▸ Problem details
Check each line of the listing for the string "current". Copy those where it appears.

-- Opening Marker --

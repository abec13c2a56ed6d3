//! Receive-side epochs: groups of replicated writes between two barriers.
//!
//! The peer closes an epoch by sending a barrier number. We acknowledge the
//! barrier with the epoch size once every write of the epoch is complete
//! and the configured write-ordering method guarantees those writes reached
//! stable storage before any write of a later epoch.
//!
//! Epochs are kept oldest first; the last entry is the current epoch that
//! new writes join. Only the oldest epoch may finish.

use std::collections::VecDeque;

use blkrepl_storage::BlockStore;
use parking_lot::Mutex;
use tracing::{debug, error, info, warn};

use crate::config::DiskConfig;

/// Default limit on live epochs before falling back to inline flushes.
pub const DEFAULT_MAX_EPOCHS: usize = 1024;

/// Method used to keep writes of consecutive epochs in order.
///
/// Ordered from weakest to strongest.
#[derive(Debug, Clone, Copy, PartialEq, Eq, PartialOrd, Ord)]
pub enum WriteOrdering {
    /// No ordering guarantee.
    None,
    /// Wait for in-flight writes to complete.
    Drain,
    /// Drain, then flush the backing device.
    Flush,
    /// Tag the first write of each epoch as a barrier.
    Barrier,
}

impl WriteOrdering {
    /// Printable name.
    pub fn name(self) -> &'static str {
        match self {
            WriteOrdering::None => "none",
            WriteOrdering::Drain => "drain",
            WriteOrdering::Flush => "flush",
            WriteOrdering::Barrier => "barrier",
        }
    }
}

/// What happened to the epoch an event was delivered to.
#[derive(Debug, Clone, Copy, PartialEq, Eq, Default)]
pub enum FinishOutcome {
    /// Still collecting or waiting.
    #[default]
    StillLive,
    /// Finished and removed.
    Destroyed,
    /// Finished; it was the current epoch and is reused in place.
    Recycled,
}

/// Identifies an epoch for the lifetime of the tracker.
#[derive(Debug, Clone, Copy, PartialEq, Eq, Hash)]
pub struct EpochId(u64);

/// Result of a write joining the current epoch.
#[derive(Debug, Clone, Copy, PartialEq, Eq)]
pub struct AddedWrite {
    /// Epoch the write belongs to.
    pub epoch: EpochId,
    /// Submit the write with the barrier flag.
    pub barrier: bool,
}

-- Closing Marker --

▸ Solution for this exercise
//! Epochs are kept oldest first; the last entry is the current epoch that
    /// Finished; it was the current epoch and is reused in place.
/// Result of a write joining the current epoch.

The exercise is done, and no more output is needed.